Paul Stewart (born 10 July 1987) is a former professional Australian rules footballer who played for the Port Adelaide Football Club in the Australian Football League (AFL).

From Adelaide, Stewart started the 2006 SANFL season in the Woodville-West Torrens Under-19s, made his league debut during the season and by the end of year had played in Woodville-West Torrens successful Grand Final.

Stewart was drafted by Port Adelaide in the second round in the 2006 AFL draft, pick number 23 overall. He was part of the young guns Port Adelaide recruited in the 2006 draft, with teammate Brett Ebert saying the group is the best recruits he has seen at the club in four years.

Stewart, who has played either in the midfield/wing or as a forward, and was already a fan of Port Adelaide before being drafted.

After spending the 2007 AFL season continuing to play with Woodville-West Torrens, Stewart made his senior AFL debut in round 1, 2008 against reigning premiers Geelong.

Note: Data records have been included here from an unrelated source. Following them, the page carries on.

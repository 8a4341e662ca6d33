//! Shared test utilities: small content builders and substring counting.
//!
//! # Usage
//!
//! ```rust
//! use crate::test_helpers::*;
//!
//! let content = minimal_content();
//! let html = crate::page::render(&content).unwrap();
//! assert_eq!(count(&html, r#"class="skill-card"#), 1);
//! ```

use crate::content::{About, PageMeta, Profile, Project, SiteContent, SkillGroup, SocialLink, TimelineEntry};

// =========================================================================
// Builders
// =========================================================================

pub fn strings(items: &[&str]) -> Vec<String> {
    items.iter().map(|s| s.to_string()).collect()
}

pub fn skill(title: &str, progress: u32, tags: &[&str]) -> SkillGroup {
    SkillGroup {
        title: title.to_string(),
        progress,
        tags: strings(tags),
    }
}

/// A project with a `#` demo and source link.
pub fn project(title: &str, tags: &[&str]) -> Project {
    Project {
        thumb: "Thumb".to_string(),
        thumb_image: None,
        title: title.to_string(),
        description: "A project.".to_string(),
        tags: strings(tags),
        demo: Some("#".to_string()),
        code: "#".to_string(),
    }
}

pub fn entry(heading: &str, meta: &str, text: &str) -> TimelineEntry {
    TimelineEntry {
        heading: heading.to_string(),
        meta: meta.to_string(),
        text: text.to_string(),
    }
}

/// One of everything: skill "Tools" (80%, tag "Git"), project "Demo"
/// (tag "X"), one timeline entry and one GitHub link.
pub fn minimal_content() -> SiteContent {
    SiteContent {
        meta: PageMeta::default(),
        profile: Profile {
            name: "Ada".to_string(),
            title_kicker: "Engineer".to_string(),
            hero_phrases: strings(&["I build things."]),
            subtitle: "Builder of things.".to_string(),
            email: "ada@example.com".to_string(),
            location: "Remote".to_string(),
            socials: vec![SocialLink::new("GitHub", "https://github.com/ada")],
        },
        about: About {
            summary: "About Ada".to_string(),
            body: "Hello.".to_string(),
        },
        skills: vec![skill("Tools", 80, &["Git"])],
        projects: vec![project("Demo", &["X"])],
        timeline: vec![entry("Engineer — Acme", "2024 · Remote", "Built things.")],
    }
}

// =========================================================================
// Assertions
// =========================================================================

/// Non-overlapping occurrences of `needle` in `haystack`.
pub fn count(haystack: &str, needle: &str) -> usize {
    haystack.matches(needle).count()
}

Stewart had a very good debut gaining a very respectable 18 disposals, with 7 kicks, 11 handballs and 5 marks. In round 15, 2012 in Showdown 33 he was placed as forward. He kicked 4 goals the highest by a Port Adelaide player in that game. Even though Port Adelaide lost by 58, they named him as a forward the next game and he booted 2 goals. In round 17, he became a star forward getting a five-goal haul to help Port Adelaide defeat Melbourne by 28 points.

At the conclusion of the 2016 season, Stewart was delisted by Port Adelaide.